Intense daily monitoring did not detect any obvious drug-related toxicities. The mice lost weight, became moribund, and the necropsy showed extensive infiltrate in all organs. The findings were similar in treated and untreated animals.

Discussion

In past experiments we detected CD117 (kit) by flow cytometry in 15% of OCI/AML3 cells (unpublished data) and could also not identify mutations of KIT although in previous in vitro studies inhibition of proliferation of OCI/AML3 cells following exposure to APcK110 was similar to what we observed in a KIT mutation-positive mastocytosis cell line (HMC1.2) [4]. This finding could be explained by the fact that OCI/AML3 cells, that produce SCF, are SCF-responsive in that growth is stimulated autologously by SCF in an autocrine manner. By the same token, proliferation can be effectively inhibited by blocking the effect of SCF through its receptor kit even in the absence of detectable KIT mutations. This finding is of relevance for two reasons: 1) most blasts of patients with AML do not carry KIT mutations, but express kit at high percentages; and 2) effective inhibition of kit and abrogation of downstream signaling pathways can negatively impact AML proliferation. In in vitro studies of APcK110 we could indeed demonstrate inhibition of AML blast colony-forming cell proliferation in all but one sample which was characterized by absence of cell surface CD117 (0.3% by flow cytometry) [4]. The extent of inhibition of kit-positive AML blasts was not significantly different from what was observed in three samples of blasts, which carried D816V KIT mutations. Furthermore, phosphorylation of kit, Stat3, Stat5, and Akt in OCI/AML3 cells was effectively inhibited and caspase-dependent apopotosis induced by APcK110. Even though APcK110 was screened for its activity against kit, kinase profiling revealed a small number of other kinases which were also inhibited and included TGFBR2, MEK2, p38γ, RET, MEK4 and others. An off target effect can therefore not be excluded to explain at least partly the activity of the compound. In either case, the results appear to vindicate our choice of OCI/AML3 cells even in the absence of mutations of KIT. The cell lines represent closely of what is going on in AML. Our data that inhibition of Kit nevertheless prolonged the life of the animals suggest that inhibition of Kit in the vast majority of AML cases might be adventitious.

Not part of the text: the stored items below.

//! Builds the reqwest clients used for individual calls.

use anyhow::{Context, Result};

use crate::config::ClientSettings;

/// Creates one client per call from the registered settings.
///
/// Clients carry only the user agent and timeout; request headers are set on
/// each request so repeated names keep every value.
#[derive(Debug, Clone, Default)]
pub struct ClientFactory {
    settings: ClientSettings,
}

impl ClientFactory {
    pub fn new(settings: ClientSettings) -> Self {
        Self { settings }
    }

    pub fn settings(&self) -> &ClientSettings {
        &self.settings
    }

    pub fn build(&self) -> Result<reqwest::Client> {
        let mut builder = reqwest::Client::builder().user_agent(&self.settings.user_agent);

        if let Some(timeout) = self.settings.timeout {
            builder = builder.timeout(timeout);
        }

        builder.build().context("Failed to build HTTP client")
    }

    /// Blocking client. Must be used outside any async runtime.
    pub fn build_blocking(&self) -> Result<reqwest::blocking::Client> {
        let builder = reqwest::blocking::Client::builder()
            .user_agent(&self.settings.user_agent)
            // The blocking client has a 30s default; `None` means unlimited here too.
            .timeout(self.settings.timeout);

        builder.build().context("Failed to build blocking HTTP client")
    }
}
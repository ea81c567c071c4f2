//! Request pipeline: assemble, dispatch, wrap the outcome, optionally decode it.

use anyhow::{Context, Result, anyhow};
use log::{debug, warn};
use reqwest::header::{CONTENT_TYPE, HeaderMap, HeaderValue};
use serde::Serialize;
use serde::de::DeserializeOwned;

use super::factory::ClientFactory;
use super::model::generate_model_with_hint;
use super::request::{Body, Request};
use super::response::ClientResponse;
use crate::codec::{self, CodecError, JsonConfig};

/// Sends requests and wraps every outcome in a [`ClientResponse`].
///
/// None of the `send*` methods return an error: transport failures become a
/// response with an error message, decode failures become `None`.
#[derive(Debug, Clone, Default)]
pub struct HttpClientHelper {
    factory: ClientFactory,
    json: JsonConfig,
}

impl HttpClientHelper {
    /// Usually obtained from [`crate::registration::register`].
    pub fn new(factory: ClientFactory, json: JsonConfig) -> Self {
        Self { factory, json }
    }

    pub fn factory(&self) -> &ClientFactory {
        &self.factory
    }

    pub fn json_config(&self) -> &JsonConfig {
        &self.json
    }

    /// Encodes `model` as a JSON body using this helper's JSON settings.
    pub fn json_body<T: Serialize>(&self, model: &T) -> Result<Body, CodecError> {
        codec::to_json(model, &self.json).map(Body::json)
    }

    /// Encodes `model` as an XML body.
    pub fn xml_body<T: Serialize>(&self, model: &T) -> Result<Body, CodecError> {
        codec::to_xml(model).map(Body::xml)
    }

    /// Sends `request`, suspending until the response body is fully read.
    #[tracing::instrument(skip(self, request), fields(method = %request.method, url = %request.url))]
    pub async fn send(&self, request: Request) -> ClientResponse {
        match self.try_send(request).await {
            Ok(response) => response,
            Err(e) => transport_failure(e),
        }
    }

    /// Sends `request`, blocking the current thread until the response body is fully read.
    ///
    /// Inside an async runtime the request runs on a scoped thread, since
    /// reqwest's blocking client cannot start or drop its runtime there.
    #[tracing::instrument(skip(self, request), fields(method = %request.method, url = %request.url))]
    pub fn send_blocking(&self, request: Request) -> ClientResponse {
        let result = if tokio::runtime::Handle::try_current().is_ok() {
            debug!("Called from an async runtime, sending on a separate thread");
            std::thread::scope(|scope| {
                scope
                    .spawn(|| self.try_send_blocking(request))
                    .join()
                    .unwrap_or_else(|_| Err(anyhow!("Blocking request thread panicked")))
            })
        } else {
            self.try_send_blocking(request)
        };

        match result {
            Ok(response) => response,
            Err(e) => transport_failure(e),
        }
    }

    /// Sends `request` and decodes the body as the type its `Content-Type` names.
    pub async fn send_as<T>(&self, request: Request) -> Option<T>
    where
        T: DeserializeOwned + 'static,
    {
        let response = self.send(request).await;
        decode(&response)
    }

    /// Blocking counterpart of [`HttpClientHelper::send_as`].
    pub fn send_as_blocking<T>(&self, request: Request) -> Option<T>
    where
        T: DeserializeOwned + 'static,
    {
        let response = self.send_blocking(request);
        decode(&response)
    }

    async fn try_send(&self, request: Request) -> Result<ClientResponse> {
        let url = request.full_url();
        debug!("{} {}...", request.method, url);

        let mut headers = request.header_map()?;
        let payload = take_payload(request.body, &mut headers)?;

        let client = self.factory.build()?;
        let mut builder = client.request(request.method, &url).headers(headers);
        if let Some(bytes) = payload {
            builder = builder.body(bytes);
        }

        let response = builder.send().await.context("Failed to send request")?;
        let status = response.status();
        let headers = response.headers().clone();
        let body = response
            .text()
            .await
            .context("Failed to read response body")?;

        debug!("{} -> {} ({} bytes)", url, status, body.len());
        Ok(ClientResponse::new(status, headers, body))
    }

    fn try_send_blocking(&self, request: Request) -> Result<ClientResponse> {
        let url = request.full_url();
        debug!("{} {} (blocking)...", request.method, url);

        let mut headers = request.header_map()?;
        let payload = take_payload(request.body, &mut headers)?;

        let client = self.factory.build_blocking()?;
        let mut builder = client.request(request.method, &url).headers(headers);
        if let Some(bytes) = payload {
            builder = builder.body(bytes);
        }

        let response = builder.send().context("Failed to send request")?;
        let status = response.status();
        let headers = response.headers().clone();
        let body = response.text().context("Failed to read response body")?;

        debug!("{} -> {} ({} bytes)", url, status, body.len());
        Ok(ClientResponse::new(status, headers, body))
    }
}

/// Resolves the body; its media type replaces any caller-supplied `Content-Type`.
fn take_payload(body: Body, headers: &mut HeaderMap) -> Result<Option<Vec<u8>>> {
    let Some((bytes, media_type)) = body.into_payload() else {
        return Ok(None);
    };

    if let Some(media_type) = media_type {
        let value = HeaderValue::from_str(&media_type)
            .with_context(|| format!("Invalid media type '{}'", media_type))?;
        headers.insert(CONTENT_TYPE, value);
    }

    Ok(Some(bytes))
}

fn transport_failure(error: anyhow::Error) -> ClientResponse {
    // {:#} keeps the whole context chain, e.g. "Failed to send request: error sending request ..."
    let message = format!("{:#}", error);
    warn!("Request failed: {}", message);
    ClientResponse::transport_failure(message)
}

fn decode<T>(response: &ClientResponse) -> Option<T>
where
    T: DeserializeOwned + 'static,
{
    let hint = response.content_type()?;
    generate_model_with_hint(response, hint)
}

Clinical experience with attempts to inhibit kit has been mixed. In a study of 40 patients with AML or high-risk myelodysplastic syndrome (median age 73 years) who were either not eligible for myelosuppressive therapy and/or had relapsed disease, imatinib was combined with low-dose cytarabine [7]. Of 38 evaluable patients, a “blast response” was observed in 6 (16%) with an early mortality rate of 18.9%. The combination was not worse than myelosup-pressive therapy in a historic comparison, but was not superior to low-dose cytarabine alone either. In another study of 21 AML patients in first relapse with a median age of 47 years, standard dose cytarabine plus daunorubicin was combined with escalating doses of imatinib [1]. Eleven of 19 evaluable patients achieved either CR or CRp (58%), which in a couple of patients have been durable. Interestingly, whereas kit expression did not correlate with CR, patients with absent nuclear phospho-stat3 expression had a trend for a higher CR rate (82%) compared to patients with nuclear phospho-stat3 expression (33%; p=.18). Although small, the studies highlight the need for more accurate selection of patient populations based on molecular features. In addition, both studies used imatinib, which in our experience was a significantly weaker inhibitor of kit than APcK110 [4].

In the current study, we have extended our investigations of APcK110 to a xenograft mouse model where we also demonstrate improved survival of mice injected with the human AML cell line OCI/AML3. Further development of APcK110 in toxicology and clinical studies is therefore warranted.